For Jennifer's account with continuous compounding, the differential equation is given by:

• \( \frac{dA}{dt} = rA \)

where:

• \( \frac{dA}{dt} \) represents the rate of change of the account balance over time
• \( r \) is the continuous interest rate, and
• \( A \) is the balance of the account at time \( t \).

Understanding this equation helps us compute how Jennifer's money grows when compounded continuously, demonstrating essential financial principles through differential equations.

Separable differential equations are a specific type of differential equations where the variables can be separated on opposite sides of the equation. This simplification helps in solving the equation easily.
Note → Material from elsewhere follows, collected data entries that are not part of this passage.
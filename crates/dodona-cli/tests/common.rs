#![cfg(test)]
#![allow(dead_code)]

use assert_cmd::Command;
use std::path::PathBuf;
use tempfile::TempDir;

/// Isolated environment: every run points `--config` into a temp dir so the
/// user's own config file never leaks into a test.
pub struct TestFixture {
    temp_dir: TempDir,
}

impl TestFixture {
    pub fn new() -> Self {
        Self {
            temp_dir: TempDir::new().expect("Failed to create temp dir"),
        }
    }

    pub fn config_path(&self) -> PathBuf {
        self.temp_dir.path().join("config.toml")
    }

    pub fn write_config(&self, content: &str) {
        std::fs::write(self.config_path(), content).expect("Failed to write config");
    }

    #[allow(deprecated)]
    pub fn command(&self) -> Command {
        let mut cmd = Command::cargo_bin("dodona").expect("Failed to find dodona binary");
        cmd.arg("--config")
            .arg(self.config_path())
            .arg("--no-color")
            .env_remove("DODONA_CONFIG")
            .env_remove("RUST_LOG");
        cmd
    }

    /// Runs with `--format json` and parses stdout.
    pub fn run_json(&self, args: &[&str]) -> serde_json::Value {
        let output = self
            .command()
            .args(["--format", "json"])
            .args(args)
            .output()
            .expect("Failed to run dodona");
        assert!(
            output.status.success(),
            "dodona {:?} failed: {}",
            args,
            String::from_utf8_lossy(&output.stderr)
        );
        serde_json::from_slice(&output.stdout).expect("stdout is not JSON")
    }
}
The equation for Jennifer's continuously compounded interest is separable:

• Start with: \( \frac{dA}{dt} = 0.042A \)
• Separate variables: \( \frac{1}{A} dA = 0.042 \, dt \)

Integrating both sides with respect to their variables allows us to find an antiderivative, which leads to:

• \( \ln|A| = 0.042t + C \)

By exponentiating both sides, we obtain a general solution for \( A(t) \). This step is critical in transition from a differential equation to a function that describes Jennifer's account over time. Understanding separable differential equations is key in solving many real-world problems involving rates of change.

A particular solution to a differential equation is a specific instance of the general solution, adapted to meet certain initial conditions. For Jennifer's differential equation, we find a particular solution by using her initial deposit as an initial condition. Given:

• \( A_0 = 1200 \) when \( t = 0 \)

Substituting these values into the general solution:

• \( A(t) = e^{0.042t + C} \)
• Set \( A(0) = 1200 \)

It allows us to solve for \( C \), leading to:

• \( e^C = 1200 \)

which simplifies to:

• \( A(t) = 1200 \cdot e^{0.042t} \)

This particular solution reflects the specific growth behavior of Jennifer's investment, accounting for the continuous compounding starting from her initial deposit.

The instantaneous growth rate in the context of continuous compounding is a measure of how quickly an investment is growing at a specific instant. It's represented by the derivative of the account balance function, \( A(t) \), with respect to time. At \( t = 7 \), the computations yield:

• \( A'(7) \), the rate of change of the account balance
• \( A(7) \), the actual account value after 7 years

The ratio \( \frac{A'(7)}{A(7)} \) simplifies to the interest rate, 0.042 in this scenario, indicating that the ratio represents the account's continuous return rate at any given time.
In practical terms, it tells us that the amount in Jennifer's account is growing at a rate of 4.2% per year, without need to adjust for compounding over discrete intervals. This rate is vital in understanding financial scenarios utilizing continuous growth principles.